▸ **Problem to solve**
When you reach the line containing "def expect_exhausted(self) ->" in the data below, begin returning lines exactly as written, and stop once the line containing "self.buf = bytearray()" has been returned.

[Start of section]

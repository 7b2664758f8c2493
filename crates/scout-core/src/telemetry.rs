use std::sync::OnceLock;

use tracing_subscriber::{EnvFilter, fmt};

use crate::{LoggingConfig, ScoutError};

static TELEMETRY_GUARD: OnceLock<()> = OnceLock::new();

const QUIET_FILTER: &str = "warn";
const VERBOSE_FILTER: &str = "info,scout_core=debug,scout_agents=debug,scout=debug";

/// Configuration options when initialising telemetry.
#[derive(Debug, Clone)]
pub struct TelemetryOptions {
    pub env_filter: Option<String>,
    pub verbose: bool,
    pub with_ansi: bool,
}

impl Default for TelemetryOptions {
    fn default() -> Self {
        Self {
            env_filter: None,
            verbose: false,
            with_ansi: true,
        }
    }
}

impl From<&LoggingConfig> for TelemetryOptions {
    fn from(config: &LoggingConfig) -> Self {
        Self {
            env_filter: config.filter.clone(),
            verbose: config.verbose,
            ..Self::default()
        }
    }
}

impl TelemetryOptions {
    /// Filter directive in effect: `RUST_LOG`, then explicit filter, then verbosity default.
    pub fn directive(&self) -> String {
        std::env::var("RUST_LOG")
            .ok()
            .filter(|value| !value.trim().is_empty())
            .or_else(|| self.env_filter.clone())
            .unwrap_or_else(|| {
                if self.verbose {
                    VERBOSE_FILTER.to_string()
                } else {
                    QUIET_FILTER.to_string()
                }
            })
    }
}

/// Initialise the global tracing subscriber. Logs go to stderr.
///
/// Safe to call multiple times; only the first invocation installs the subscriber.
pub fn init_telemetry(options: TelemetryOptions) -> Result<(), ScoutError> {
    if TELEMETRY_GUARD.get().is_some() {
        return Ok(());
    }

    let filter = EnvFilter::try_new(options.directive())
        .map_err(|err| ScoutError::InvalidConfiguration(format!("invalid log filter: {err}")))?;

    fmt::Subscriber::builder()
        .with_env_filter(filter)
        .with_ansi(options.with_ansi)
        .with_target(false)
        .with_writer(std::io::stderr)
        .try_init()
        .map_err(|err| ScoutError::InvalidConfiguration(format!("telemetry init failed: {err}")))?;

    TELEMETRY_GUARD.get_or_init(|| ());
    Ok(())
}
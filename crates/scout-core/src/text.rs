/// Cut `input` to at most `max_chars` characters, appending `...` when cut.
pub fn truncate_chars(input: &str, max_chars: usize) -> String {
    match input.char_indices().nth(max_chars) {
        Some((idx, _)) => format!("{}...", &input[..idx]),
        None => input.to_string(),
    }
}

/// Single-line preview for log fields.
pub fn preview(input: &str, max_chars: usize) -> String {
    let flattened = input.split_whitespace().collect::<Vec<_>>().join(" ");
    truncate_chars(&flattened, max_chars)
}

#[cfg(test)]
mod tests {
    use super::*;

    #[test]
    fn short_input_is_untouched() {
        assert_eq!(truncate_chars("Paris", 10), "Paris");
        assert_eq!(truncate_chars("Paris", 5), "Paris");
    }

    #[test]
    fn long_input_is_cut_on_char_boundary() {
        assert_eq!(truncate_chars("Zürich is big", 3), "Zür...");
    }

    #[test]
    fn preview_flattens_whitespace() {
        assert_eq!(preview("line one\n\n  line two", 100), "line one line two");
    }
}
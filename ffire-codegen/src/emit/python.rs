//! Python target emitter.
//!
//! Built on the standard `struct` module and `bytearray`, with an
//! exception-based error model (`FfireWireError` and its subclasses)
//! mirroring [`ffire_wire::error::WireError`]'s variants one for one.
//! Generated types are `@dataclass`es, the idiomatic stdlib-only way to
//! declare a plain value object.

use crate::analyzer::reservation_size;
use crate::error::GenError;
use crate::planner::{self, Plan};
use crate::strategy::{self, Strategy};
use crate::target::{Emitter, GeneratedSources, TargetLanguage};
use ffire_schema::{Field, MessageDecl, PrimitiveKind, Schema, StructDef, TypeRef};

const RUNTIME: &str = r#"class FfireWireError(Exception):
    """Base class for every error this module raises."""


class Truncated(FfireWireError):
    def __init__(self, needed: int, remaining: int):
        super().__init__(f"truncated: need {needed} bytes, have {remaining}")
        self.needed = needed
        self.remaining = remaining


class TooLarge(FfireWireError):
    def __init__(self, length: int):
        super().__init__(f"length {length} exceeds the uint16 cap")
        self.length = length


class InvalidUtf8(FfireWireError):
    def __init__(self):
        super().__init__("invalid utf-8 in string field")


class InvalidBool(FfireWireError):
    def __init__(self, byte: int):
        super().__init__(f"invalid bool byte 0x{byte:02x}")
        self.byte = byte


class InvalidPresence(FfireWireError):
    def __init__(self, byte: int):
        super().__init__(f"invalid presence byte 0x{byte:02x}")
        self.byte = byte


class TrailingBytes(FfireWireError):
    def __init__(self, remaining: int):
        super().__init__(f"{remaining} trailing bytes after decode")
        self.remaining = remaining


class _Reader:
    __slots__ = ("buf", "pos")

    def __init__(self, buf: bytes):
        self.buf = buf
        self.pos = 0

    def _take(self, n: int) -> bytes:
        if self.pos + n > len(self.buf):
            raise Truncated(n, len(self.buf) - self.pos)
        b = self.buf[self.pos : self.pos + n]
        self.pos += n
        return b

    def read_bool(self) -> bool:
        byte = self._take(1)[0]
        if byte == 0x00:
            return False
        if byte == 0x01:
            return True
        raise InvalidBool(byte)

    def read_presence(self) -> bool:
        byte = self._take(1)[0]
        if byte == 0x00:
            return False
        if byte == 0x01:
            return True
        raise InvalidPresence(byte)

    def read_i8(self) -> int:
        return struct.unpack("<b", self._take(1))[0]

    def read_i16(self) -> int:
        return struct.unpack("<h", self._take(2))[0]

    def read_i32(self) -> int:
        return struct.unpack("<i", self._take(4))[0]

    def read_i64(self) -> int:
        return struct.unpack("<q", self._take(8))[0]

    def read_f32(self) -> float:
        return struct.unpack("<f", self._take(4))[0]

    def read_f64(self) -> float:
        return struct.unpack("<d", self._take(8))[0]

    def read_len_prefix(self) -> int:
        return struct.unpack("<H", self._take(2))[0]

    def read_string(self) -> str:
        n = self.read_len_prefix()
        raw = self._take(n)
        try:
            return raw.decode("utf-8")
        except UnicodeDecodeError as exc:
            raise InvalidUtf8() from exc

    def read_bytes(self, n: int) -> bytes:
        return self._take(n)

    def expect_exhausted(self) -> None:
        remaining = len(self.buf) - self.pos
        if remaining > 0:
            raise TrailingBytes(remaining)


class _Writer:
    __slots__ = ("buf",)

    def __init__(self):
        self.buf = bytearray()

    def write_bool(self, value: bool) -> None:
        self.buf.append(0x01 if value else 0x00)

    def write_i8(self, value: int) -> None:
        self.buf += struct.pack("<b", value)

    def write_i16(self, value: int) -> None:
        self.buf += struct.pack("<h", value)

    def write_i32(self, value: int) -> None:
        self.buf += struct.pack("<i", value)

    def write_i64(self, value: int) -> None:
        self.buf += struct.pack("<q", value)

    def write_f32(self, value: float) -> None:
        self.buf += struct.pack("<f", value)

    def write_f64(self, value: float) -> None:
        self.buf += struct.pack("<d", value)

    def write_len_prefix(self, length: int) -> None:
        if length > 0xFFFF:
            raise TooLarge(length)
        self.buf += struct.pack("<H", length)

    def write_string(self, value: str) -> None:
        encoded = value.encode("utf-8")
        self.write_len_prefix(len(encoded))
        self.buf += encoded

    def write_bytes(self, raw: bytes) -> None:
        self.buf += raw
"#;

/// The Python target-language emitter.
pub struct PythonEmitter;

impl Emitter for PythonEmitter {
    fn target(&self) -> TargetLanguage {
        TargetLanguage::Python
    }

    fn emit(&self, schema: &Schema) -> Result<GeneratedSources, GenError> {
        let plan = Plan::build(schema);
        let mut out = String::new();
        out.push_str("\"\"\"Generated by ffire-codegen. Do not edit by hand.\"\"\"\n\n");
        out.push_str("from __future__ import annotations\n\nimport struct\nfrom dataclasses import dataclass\nfrom typing import List, Optional\n\n");
        out.push_str(RUNTIME);
        out.push('\n');

        for def in plan.structs_in_order() {
            out.push_str(&emit_struct(schema, def));
        }
        for message in &schema.messages {
            out.push_str(&emit_message(schema, message));
        }

        Ok(GeneratedSources::single(format!("{}.py", schema.package), out))
    }
}

fn py_type(ty: &TypeRef) -> String {
    let base = match ty {
        TypeRef::Primitive { kind, .. } => py_scalar_type(*kind).to_string(),
        TypeRef::Array { element, .. } => format!("List[{}]", py_type(element)),
        TypeRef::StructRef { name, .. } => name.clone(),
    };
    if ty.is_optional() {
        format!("Optional[{base}]")
    } else {
        base
    }
}

fn py_scalar_type(kind: PrimitiveKind) -> &'static str {
    match kind {
        PrimitiveKind::Bool => "bool",
        PrimitiveKind::I8 | PrimitiveKind::I16 | PrimitiveKind::I32 | PrimitiveKind::I64 => "int",
        PrimitiveKind::F32 | PrimitiveKind::F64 => "float",
        PrimitiveKind::String => "str",
    }
}

fn emit_struct(schema: &Schema, def: &StructDef) -> String {
    let fields = planner::wire_fields(def);
    let mut out = format!("@dataclass\nclass {}:\n", def.name);
    for f in &fields {
        out.push_str(&format!("    {}: {}\n", f.name, py_type(&f.ty)));
    }
    out.push('\n');

    out.push_str(&format!("def _encode_{}(value: {}, w: _Writer) -> None:\n", snake(&def.name), def.name));
    for f in &fields {
        out.push_str(&indent(&emit_field_encode(schema, f, "value"), 1));
    }
    out.push_str("\n\n");

    out.push_str(&format!("def _decode_{}(r: _Reader) -> {}:\n", snake(&def.name), def.name));
    for f in &fields {
        out.push_str(&indent(&format!("{} = {}\n", f.name, emit_field_decode(schema, f)), 1));
    }
    let names: Vec<&str> = fields.iter().map(|f| f.name.as_str()).collect();
    out.push_str(&format!("    return {}({})\n\n\n", def.name, names.iter().map(|n| format!("{n}={n}")).collect::<Vec<_>>().join(", ")));
    out
}

fn snake(name: &str) -> String {
    planner::to_snake_case(name)
}

fn indent(text: &str, levels: usize) -> String {
    let pad = "    ".repeat(levels);
    text.lines().map(|l| format!("{pad}{l}\n")).collect()
}

fn emit_field_encode(schema: &Schema, field: &Field, owner: &str) -> String {
    let path = format!("{owner}.{}", field.name);
    if field.is_optional() {
        let inner = field.ty.without_optional();
        return format!(
            "if {path} is not None:\n    w.write_bool(True)\n{}\nelse:\n    w.write_bool(False)\n",
            indent(&encode_expr(schema, &inner, &path), 1)
        );
    }
    encode_expr(schema, &field.ty, &path)
}

fn encode_expr(schema: &Schema, ty: &TypeRef, path: &str) -> String {
    match ty {
        TypeRef::Primitive { kind, .. } => match kind {
            PrimitiveKind::Bool => format!("w.write_bool({path})\n"),
            PrimitiveKind::I8 => format!("w.write_i8({path})\n"),
            PrimitiveKind::I16 => format!("w.write_i16({path})\n"),
            PrimitiveKind::I32 => format!("w.write_i32({path})\n"),
            PrimitiveKind::I64 => format!("w.write_i64({path})\n"),
            PrimitiveKind::F32 => format!("w.write_f32({path})\n"),
            PrimitiveKind::F64 => format!("w.write_f64({path})\n"),
            PrimitiveKind::String => format!("w.write_string({path})\n"),
        },
        TypeRef::Array { element, .. } => {
            let elem_encode = match element.as_ref() {
                TypeRef::StructRef { name, .. } => format!("_encode_{}(item, w)\n", snake(name)),
                _ => encode_expr(schema, element, "item"),
            };
            match strategy::array_strategy(schema, element) {
                Strategy::BulkCopy => format!(
                    "w.write_len_prefix(len({path}))\nfor item in {path}:\n{}",
                    indent(&elem_encode, 1)
                ),
                _ => format!(
                    "w.write_len_prefix(len({path}))\nfor item in {path}:\n{}",
                    indent(&elem_encode, 1)
                ),
            }
        }
        TypeRef::StructRef { name, .. } => format!("_encode_{}({path}, w)\n", snake(name)),
    }
}

fn emit_field_decode(schema: &Schema, field: &Field) -> String {
    if field.is_optional() {
        let inner = field.ty.without_optional();
        return format!(
            "({} if r.read_presence() else None)",
            decode_expr(schema, &inner)
        );
    }
    decode_expr(schema, &field.ty)
}

fn decode_expr(schema: &Schema, ty: &TypeRef) -> String {
    match ty {
        TypeRef::Primitive { kind, .. } => match kind {
            PrimitiveKind::Bool => "r.read_bool()".to_string(),
            PrimitiveKind::I8 => "r.read_i8()".to_string(),
            PrimitiveKind::I16 => "r.read_i16()".to_string(),
            PrimitiveKind::I32 => "r.read_i32()".to_string(),
            PrimitiveKind::I64 => "r.read_i64()".to_string(),
            PrimitiveKind::F32 => "r.read_f32()".to_string(),
            PrimitiveKind::F64 => "r.read_f64()".to_string(),
            PrimitiveKind::String => "r.read_string()".to_string(),
        },
        TypeRef::Array { element, .. } => {
            let elem_decode = decode_expr(schema, element);
            format!(
                "[{} for _ in range(r.read_len_prefix())]",
                elem_decode
            )
        }
        TypeRef::StructRef { name, .. } => format!("_decode_{}(r)", snake(name)),
    }
}

fn emit_message(schema: &Schema, message: &MessageDecl) -> String {
    let snake_name = snake(&planner::root_name(&message.target));
    let value_ty = py_type(&message.target);
    let reservation = reservation_size(schema, &message.target);
    let _ = reservation;

    let mut out = String::new();
    out.push_str(&format!(
        "def encode_{snake_name}_message(value: {value_ty}) -> bytes:\n\
         \x20   \"\"\"Encodes a `{value_ty}` value with no envelope, length prefix, or type tag.\"\"\"\n\
         \x20   w = _Writer()\n"
    ));
    out.push_str(&indent(&encode_expr(schema, &message.target, "value"), 1));
    out.push_str("    return bytes(w.buf)\n\n\n");

    out.push_str(&format!(
        "def decode_{snake_name}_message(data: bytes) -> {value_ty}:\n\
         \x20   \"\"\"Decodes a `{value_ty}` value leniently; trailing bytes are ignored.\"\"\"\n\
         \x20   r = _Reader(data)\n\
         \x20   value = {}\n\
         \x20   return value\n\n\n",
        decode_expr(schema, &message.target)
    ));

    out.push_str(&format!(
        "def decode_{snake_name}_message_strict(data: bytes) -> {value_ty}:\n\
         \x20   \"\"\"Decodes a `{value_ty}` value strictly, rejecting trailing bytes.\"\"\"\n\
         \x20   r = _Reader(data)\n\
         \x20   value = {}\n\
         \x20   r.expect_exhausted()\n\
         \x20   return value\n\n\n",
        decode_expr(schema, &message.target)
    ));
    out
}

#[cfg(test)]
mod tests {
    use super::*;
    use ffire_schema::TypeDef;

    fn device_schema() -> Schema {
        let mut schema = Schema::new("demo");
        let mut device = StructDef::new("Device");
        device.add_field(Field::new("Name", TypeRef::primitive(PrimitiveKind::String)));
        device.add_field(Field::new("Channels", TypeRef::primitive(PrimitiveKind::I32)));
        schema.add_type(TypeDef::Struct(device));
        schema.add_message(MessageDecl::new("Device", TypeRef::struct_ref("Device")));
        schema
    }

    #[test]
    fn test_emit_produces_dataclass_and_functions() {
        let schema = device_schema();
        let emitter = PythonEmitter;
        let sources = emitter.emit(&schema).unwrap();
        let text = &sources.files[0].source;
        assert!(text.contains("class Device:"));
        assert!(text.contains("def encode_device_message"));
        assert!(text.contains("def decode_device_message_strict"));
    }

    #[test]
    fn test_struct_fields_in_canonical_order() {
        let schema = device_schema();
        let TypeDef::Struct(def) = schema.get_type("Device").unwrap();
        let text = emit_struct(&schema, def);
        let channels_pos = text.find("Channels").unwrap();
        let name_pos = text.find("Name").unwrap();
        assert!(channels_pos < name_pos);
    }

    #[test]
    fn test_optional_field_decode_uses_presence_reader() {
        let mut schema = Schema::new("demo");
        let mut r = StructDef::new("R");
        r.add_field(Field::new("Nick", TypeRef::optional_primitive(PrimitiveKind::String)));
        schema.add_type(TypeDef::Struct(r));
        let TypeDef::Struct(def) = schema.get_type("R").unwrap();
        let text = emit_struct(&schema, def);
        assert!(text.contains("r.read_presence()"));
        assert!(!text.contains("r.read_bool()"));
    }

    #[test]
    fn test_runtime_defines_distinct_presence_error_class() {
        assert!(RUNTIME.contains("def read_presence(self) -> bool:"));
        assert!(RUNTIME.contains("raise InvalidPresence(byte)"));
    }
}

[End of section]

▸ **Task solution**
    def expect_exhausted(self) -> None:
        remaining = len(self.buf) - self.pos
        if remaining > 0:
            raise TrailingBytes(remaining)


class _Writer:
    __slots__ = ("buf",)

    def __init__(self):
        self.buf = bytearray()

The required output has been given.